Problem: Which lines in the records below contain the word "AppState"? Return each of them.

Supplied records Start Marker

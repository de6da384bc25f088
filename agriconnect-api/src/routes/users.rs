/// Account profile endpoints
///
/// # Endpoints
///
/// - `GET /user` - The caller's profile
/// - `PUT /user/update` - Update name/email fields
/// - `PUT /user/password` - Change password

use crate::{
    app::AppState,
    error::{ApiError, ApiResult},
    routes::auth::PublicUser,
};
use axum::{extract::State, Json};
use agriconnect_shared::{
    auth::{middleware::AuthContext, password},
    models::user::{UpdateProfile, User},
};
use serde::{Deserialize, Serialize};
use validator::Validate;

/// Profile update request
#[derive(Debug, Deserialize, Validate)]
pub struct UpdateProfileRequest {
    #[validate(length(min = 1, max = 255, message = "Name is required"))]
    pub name: String,

    #[validate(length(max = 255, message = "First name must be at most 255 characters"))]
    pub first_name: Option<String>,

    #[validate(email(message = "Invalid email format"))]
    pub email: String,
}

/// Password change request
#[derive(Debug, Deserialize, Validate)]
pub struct UpdatePasswordRequest {
    pub current_password: String,

    #[validate(length(min = 6, message = "Password must be at least 6 characters"))]
    pub new_password: String,

    pub confirm_password: String,
}

/// Message-only response
#[derive(Debug, Serialize)]
pub struct MessageResponse {
    pub message: String,
}

/// Returns the caller's profile
pub async fn me(State(state): State<AppState>, auth: AuthContext) -> ApiResult<Json<PublicUser>> {
    let user = User::find_by_id(&state.db, auth.user_id)
        .await?
        .ok_or_else(|| ApiError::NotFound("User not found".to_string()))?;

    Ok(Json(user.into()))
}

/// Updates the caller's profile fields
///
/// # Errors
///
/// - `400 Bad Request`: Validation failed
/// - `422 Unprocessable Entity`: Email already taken by another account
pub async fn update_profile(
    State(state): State<AppState>,
    auth: AuthContext,
    Json(req): Json<UpdateProfileRequest>,
) -> ApiResult<Json<serde_json::Value>> {
    req.validate()?;

    let user = User::update_profile(
        &state.db,
        auth.user_id,
        UpdateProfile {
            name: req.name,
            first_name: req.first_name,
            email: req.email,
        },
    )
    .await?
    .ok_or_else(|| ApiError::NotFound("User not found".to_string()))?;

    Ok(Json(serde_json::json!({
        "message": "Profile updated successfully",
        "user": PublicUser::from(user),
    })))
}

/// Changes the caller's password
///
/// The current password must verify before the new one is stored.
///
/// # Errors
///
/// - `400 Bad Request`: Validation failed or confirmation mismatch
/// - `401 Unauthorized`: Current password is incorrect
pub async fn update_password(
    State(state): State<AppState>,
    auth: AuthContext,
    Json(req): Json<UpdatePasswordRequest>,
) -> ApiResult<Json<MessageResponse>> {
    req.validate()?;

    if req.new_password != req.confirm_password {
        return Err(ApiError::validation(
            "confirm_password",
            "Password confirmation does not match",
        ));
    }

    let user = User::find_by_id(&state.db, auth.user_id)
        .await?
        .ok_or_else(|| ApiError::NotFound("User not found".to_string()))?;

    let valid = password::verify_password(&req.current_password, &user.password_hash)?;
    if !valid {
        return Err(ApiError::Unauthorized(
            "Current password is incorrect".to_string(),
        ));
    }

    let new_hash = password::hash_password(&req.new_password)?;
    User::update_password_hash(&state.db, auth.user_id, &new_hash).await?;

    Ok(Json(MessageResponse {
        message: "Password updated successfully".to_string(),
    }))
}

#[cfg(test)]
mod tests {
    use super::*;

    #[test]
    fn test_update_password_request_validation() {
        let valid = UpdatePasswordRequest {
            current_password: "old-secret".to_string(),
            new_password: "new-secret".to_string(),
            confirm_password: "new-secret".to_string(),
        };
        assert!(valid.validate().is_ok());

        let short = UpdatePasswordRequest {
            current_password: "old-secret".to_string(),
            new_password: "new".to_string(),
            confirm_password: "new".to_string(),
        };
        assert!(short.validate().is_err());
    }
}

Supplied records End Marker

Exercise answer:
    app::AppState,
pub async fn me(State(state): State<AppState>, auth: AuthContext) -> ApiResult<Json<PublicUser>> {
    State(state): State<AppState>,
    State(state): State<AppState>,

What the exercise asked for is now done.